The run-up to an important election can be a trying time for friendships, especially for LGBTQ people who feel personally attacked when their friends vote for anti-equality candidates.
Huff-Po is running a blog titled "Please De-Friend Me" which I think expresses a lot of our feelings during these times.
This blow, however, is a bit different: Entitled "Please DON'T De-Friend Me", it's an open letter to a friend who is planning on voting for Romney... and well worth the read:
Well worth the read? I think not. That letter had ME thinking I should vote for Romney because of all the treacly sugar coated guilt bs that person (was it you?) put into the letter. Yuck!
I like the Please de-friend me post better....
No, it wasn't me, R2.
And the point is to try and win over someone voting for Romney, and you get more flies with honey than vinegar.
Obviously for someone who would never vote for Romney, it might sound too ... conciliatory. But you have to consider that if you come after someone with attacks, they're going to close down and dig their heels in. This is an appeal.
And one I hope manages to change a few minds.
Personally, it's nicer than I could ever be. I get way too emotional on this issue... I think Romney voters are ignorant morons. But it's nice to see someone try and not be agressively confrontational, and actually try to persuade.
He is deluded if he thinks his str8 family friend cares about gay issues when he votes. I have close family members who are proud Rmoney supporters. They invite me into their homes all the time with my partner. But gay issues are NOT on their radar. I spend as little time as possible with them and never discuss politics because I couldn't change their minds any more than they could change mine. Louisiana will vote heavily for the repukes so changing his friend's vote won't matter a bit. It will still be a very red state.
People don't care about things that they don't think affect them or anyone they know.
Educating people that gay rights are human rights, and that it IS important even if you're not gay, and that it says a lot about the person they're voting for if they think your friends or family are "second class citizens"... this is never a bad thing.
So what if changing one vote won't change the outcome in the state? I'm not sure that's the entire point. I mean, it would sure be nice... but how about just provking some thought? Get a dialog started? Engage the other side and win them over, over time, rather than just shutting yourself off from them and letting them stew in their ignorance, thus perpetuating it.
What could anyone say to change your vote R6 and get you to vote for Romney? If you want to get into a huge argument over politics that will result in nothing positive, go right ahead.

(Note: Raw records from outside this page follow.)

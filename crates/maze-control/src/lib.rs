//! # Maze Control
//!
//! 控制层：在 [`LineRobot`](maze_hal::LineRobot) 之上实现探索、求解与回放。
//!
//! - `follower` - PID 线段跟随（含按速度曲线的高速版本）
//! - `turns` - 定时蠕动与原地转向
//! - `explorer` - 路口识别、段长标定、Tremaux 式转向选择
//! - `session` - 各阶段共享的网格与航向
//! - `executor` - 保守/激进两种路径回放
//! - `solver` - Type State 阶段门（`map_maze` → `run_maze_*`）
//!
//! # 阶段
//!
//! ```text
//! Explorer (写网格) ──► CostPropagator (写代价) ──► PathBuilder ──► PathExecutor (只读)
//! ```
//!
//! 大多数调用方只需要 [`MazeSolver`]。

pub mod config;
mod error;
pub mod executor;
pub mod explorer;
pub mod follower;
pub mod session;
pub mod solver;
pub mod turns;

pub use config::{ControlConfig, FinishPolicy};
pub use error::ControlError;
pub use executor::{ExecutionReport, MergedRun, PathExecutor, merge_runs};
pub use explorer::{
    ExitScan, ExplorationReport, Explorer, JunctionRecord, JunctionView, TurnDecision, select_turn,
};
pub use follower::{FollowOutcome, LineTracker, SegmentEnd, SegmentFollower, SpeedProfile, steer};
pub use session::MazeSession;
pub use solver::{MazeSolver, Solved, Unmapped};
//! 控制层错误类型定义

use maze_map::MapError;
use std::path::PathBuf;
use thiserror::Error;

/// 控制层错误类型
///
/// 死路、环路回退、探索闭合都是正常的启发式结果，不会以错误形式出现。
#[derive(Error, Debug)]
pub enum ControlError {
    /// 地图层错误（窗口溢出、路径容量、不可达等）
    #[error("Map error: {0}")]
    Map(#[from] MapError),

    /// 探索已闭合，但从未检测到终点
    #[error("Exploration closed without detecting the finish")]
    FinishNotFound,

    /// 跟随的段数超过上限
    #[error("Exploration limit reached after {segments} segments")]
    ExplorationLimit { segments: u32 },

    /// 配置无效
    #[error("Invalid config: {0}")]
    InvalidConfig(String),

    /// 配置文件读写失败
    #[error("Config file {}: {source}", path.display())]
    ConfigIo {
        path: PathBuf,
        source: std::io::Error,
    },

    /// 配置文件解析失败
    #[error("Config parse error: {0}")]
    ConfigParse(#[from] toml::de::Error),

    /// 配置序列化失败
    #[error("Config serialize error: {0}")]
    ConfigSerialize(#[from] toml::ser::Error),
}

#[cfg(test)]
mod tests {
    use super::*;

    #[test]
    fn test_control_error_display() {
        let err = ControlError::from(MapError::Unreachable);
        let msg = format!("{}", err);
        assert!(msg.starts_with("Map error"), "{}", msg);

        let err = ControlError::ExplorationLimit { segments: 512 };
        assert_eq!(format!("{}", err), "Exploration limit reached after 512 segments");

        let err = ControlError::ConfigIo {
            path: PathBuf::from("/tmp/missing.toml"),
            source: std::io::Error::new(std::io::ErrorKind::NotFound, "not found"),
        };
        let msg = format!("{}", err);
        assert!(msg.contains("/tmp/missing.toml") && msg.contains("not found"), "{}", msg);
    }
}
//! 迷宫会话：各阶段共享的状态
//!
//! 写入顺序由阶段保证：探索阶段只有 `Explorer` 写网格；
//! 之后 `solve` 原地写入代价并生成路径；回放阶段只读。

use crate::ControlError;
use maze_map::{CostPropagator, Direction, Grid, Path, PathBuilder, PropagationStats, Turn};
use tracing::info;

/// 探索出发时的航向
pub const START_HEADING: Direction = Direction::North;

/// 迷宫会话
#[derive(Debug, Clone, Default)]
pub struct MazeSession {
    pub(crate) grid: Grid,
    pub(crate) heading: Direction,
    propagation: Option<PropagationStats>,
}

impl MazeSession {
    pub fn new() -> Self {
        Self::default()
    }

    /// 清空网格，航向回到出发方向
    pub fn reset(&mut self) {
        self.grid.clear();
        self.heading = START_HEADING;
        self.propagation = None;
    }

    pub fn grid(&self) -> &Grid {
        &self.grid
    }

    /// 当前逻辑航向
    pub fn heading(&self) -> Direction {
        self.heading
    }

    /// 最近一次 `solve` 的传播统计
    pub fn propagation(&self) -> Option<PropagationStats> {
        self.propagation
    }

    /// 传播代价并构建路径
    ///
    /// 传播会原地改写网格中的代价和朝终点方向。
    pub fn solve(&mut self, capacity: usize) -> Result<Path, ControlError> {
        let stats = CostPropagator::new().propagate(&mut self.grid)?;
        let path = PathBuilder::new(capacity).build(&self.grid)?;
        info!(
            start_cost = stats.start_cost,
            updates = stats.updates,
            pruned = stats.pruned,
            path = %path,
            "Maze solved"
        );
        self.propagation = Some(stats);
        Ok(path)
    }

    /// 回放开始前，从出发航向转到起点朝终点方向所需的转向
    ///
    /// 尚未求解时为 `None`。
    pub fn launch_turn(&self) -> Option<Turn> {
        self.propagation?;
        let start = self.grid.cell(self.grid.start())?;
        Some(START_HEADING.turn_to(start.direction_to_finish))
    }
}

You're pretty cynical, R7.
And, I think, missing the point.
I'm voting For Obama/Against Romney, because I think and am knowledgable.
People voting For Romney/Against Obama are misinformed in general, or just not thinking.
It doesn't matter that there's nothing anyone could say to get me to vote for Romney over Obama. That's irrelevant, because the reversed situation is NOT the same.
It's lovely, OP, but I don't know of a SINGLE REPUBLICAN who wold EVER bother to read anything reasonable, and fact-based! This sort of thing just doesn't resonate with them. Plus, it's longer than a bumper sticker. Nothing but shock and awe garbage can ever change their closed minds. De-friending assholes who are NOT your friends is much easier.
People who vote for a man who hates gay people, women, minorities, foreigners and the non-rich are not my friends.
They are not my friends on Facebook.
I'll defriend them if I damn well please and I always do when someone reveals themself to be a racist or a xenophobe or a misognist.
I do think there is a category of people, though, that aren't really racist or homophobic or xenophobic or misogynist, who vote Republican out of just basic cluelessness, not paying attention, and habit.
Those are the ones who, I think, can be reached.
And I really think we should try, at every opportunity. Don't let their delusions cement themselves by allowing them to live in a bubble, untouched by reality, unexposed to arguments that disprove their chosen ideology. Don't let them believe that everyone thinks the way they do.
Even if you can't win the argument with them specifically, it's still worth having for those around you that over-hear, and who might be more open-minded.